HOW TO ENCOURAGE INDEPENDENT PLAY?

how to encourage independent play

HOW TO ENCOURAGE INDEPENDENT PLAY?

It’s literally not possible for you to be at your child’s side 24/7 – be it a working parent (going to office or a work from home parent) or a stay at home parent, it’s just not possible.

To encourage your child to play independently is much easier, we need to take care of a few things to be successful in this, and before you realise you will be enjoying your child’s independent play.

And if your wondering about how to foster independent play in your child, then this is definitely for you.

HOW??????????

Key Pointers to Encourage Independent play

#1 Time of the day:

This is one of the most important pointers that one must know to encourage independent play and be successful.

The child will be fussy and in no good mood for play if not rested and fed well. So, it is important that the child is well-fed and well-rested. Apart from this, the time during the day matters, For us afternoons don’t really work well. Look into what time of the day works with your kids and go for it.

Also make sure that your independent play time doesn’t disturb other regular chores, because when your child is into some serious independent play, you can’t drag them out for a meal, or a nap – so figure it out and plan accordingly.

#2 The Toys:

Choosing versatile toys is another key to encourage independent play. The lesser the toy does the more the child will do.

Begin with open ended toys-these toys encourage independent and creative play. Toys like building blocks, figurines, Legos, rainbow stackers, cars, and more.

Also giving access to minimum toys matter – when there are too many toys the child might get overwhelmed. For example, lets say building blocks, there are so many variations in these blocks, if you have a collection of different blocks (like we do) start with one set of blocks.
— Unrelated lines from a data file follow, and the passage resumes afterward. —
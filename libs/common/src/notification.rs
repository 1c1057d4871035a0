//! Notification records and the live-channel frame decoder.
//!
//! Every server-to-client frame on the live channel is one JSON-encoded
//! [`NotificationRecord`]. There is no envelope and no batching.

use std::fmt;

use chrono::{DateTime, Utc};
use serde::{Deserialize, Serialize};

/// A single notification as seen by the client.
///
/// `id` is server-assigned and stable across updates. Only `is_read` is ever
/// mutated client-side.
#[derive(Debug, Clone, PartialEq, Eq, Serialize, Deserialize)]
#[serde(rename_all = "camelCase")]
pub struct NotificationRecord {
    pub id: i64,
    pub title: String,
    pub contents: String,
    #[serde(rename = "type")]
    pub kind: String,
    pub warn_level: u8,
    pub is_read: bool,
    pub created_at: DateTime<Utc>,
}

impl NotificationRecord {
    /// Check the constraints serde cannot express.
    pub fn validate(&self) -> Result<(), FrameError> {
        if self.id < 0 {
            return Err(FrameError::Schema(format!(
                "id must be non-negative, got {}",
                self.id
            )));
        }
        Ok(())
    }
}

/// Why a frame could not be turned into a [`NotificationRecord`].
#[derive(Debug)]
pub enum FrameError {
    /// The frame is not valid JSON, or a required field is missing or mistyped.
    Malformed(serde_json::Error),
    /// The frame parsed but violates a record constraint.
    Schema(String),
}

impl fmt::Display for FrameError {
    fn fmt(&self, f: &mut fmt::Formatter<'_>) -> fmt::Result {
        match self {
            FrameError::Malformed(err) => write!(f, "malformed frame: {err}"),
            FrameError::Schema(msg) => write!(f, "invalid frame: {msg}"),
        }
    }
}

impl std::error::Error for FrameError {
    fn source(&self) -> Option<&(dyn std::error::Error + 'static)> {
        match self {
            FrameError::Malformed(err) => Some(err),
            FrameError::Schema(_) => None,
        }
    }
}

impl From<serde_json::Error> for FrameError {
    fn from(err: serde_json::Error) -> Self {
        FrameError::Malformed(err)
    }
}

/// Decode and validate one text frame.
pub fn decode_frame(text: &str) -> Result<NotificationRecord, FrameError> {
    let record: NotificationRecord = serde_json::from_str(text)?;
    record.validate()?;
    Ok(record)
}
Because giving access to all of it, will get the child overwhelmed.So, gradually you can let the child have access to more toys, as the child will get better with play and will be able to handle them at ease.

#3 Be accessible || Be at their sight:

Always remember to keep an eye on your child, check on their play now and then. It doesn’t mean that you have to interrupt their play, but just to make sure the child is doing fine.

#4 The play space:

You need to work this; you need to make sure that the child’s play space is child proof. The room has to be set in a way that the child can access their needs independently without having to ask for your help.

Make the space is inviting for the child. When toys are all dumped into the toy storage and you expect your child to play with whatever toy they want from the bag, it will be a mess. The rate of success is will be doubt-able. Organise the toys, make it easier for the child. Also have enough space in the room for the child to freely move around.

#5 Start gradually and be Consistent:

Slowly build it up. Start playing along with the child. Slowly sneak out for a few minutes, let the child know that your moving out from the space for a few minutes. When asked for a reason, your answer has to be reasonable.

While you play along make sure you don’t interrupt their play. Don’t jump in to offer help/suggestion unnecessarily. Slowly they will be playing independently with you sitting beside them. Gradually they will be able to play without you beside them. It takes a little time, but it will happen.

Make sure independent play is a part of the child’s routine. When you are not consistent about giving the child some independent play time, then don’t expect for a positive result. Also, if you become the decision maker in your child’s play then independent play becomes questionable.

#6 The kind of play:

Our independent play journey started with sensory play. I would suggest you start with what the child loves the most. Sensory play was always a hit for us, I just made sure that everything is safe for the child’s play, then there will be no trouble.

Sensory play that we started with is water play, then play dough, small world play and so on…The journey began.

#7 Duration of play:

Don’t expect your child to play for hours together, initially the play with last only for a few minutes – 5,10,15 minutes – that’s perfectly fine, it will slowly improve. All days won’t be the same, a child who happens to enjoy 30 minutes of independent play on most days might suddenly just sit for 5 minutes, its perfectly normal. Only if it happens to continue for a certain period of time, try figure out the reason and work on it.

#8 Discussion about the play:

After the child’s independent play time, make it a point to talk to the child about their play, get to know what they played, let them share, the narration by the child is something you can’t afford to miss – you will love to hear it from your child, trust me, it’s the time for bonding.

#9 Respond to your child’s needs:

This is most important of all the things mentioned. It is important for kids to receive the warm love and undivided attention from the parent, something that they really need, when this is met, they tend to feel safe.

A trust, a bond has to be built, it is important for them to know that you will be there when they need you.

When the need of the child is met, they become confident, you will notice them shift their focus into exploring new things. When the emotional needs of a child are met, the child will not be dependent on you.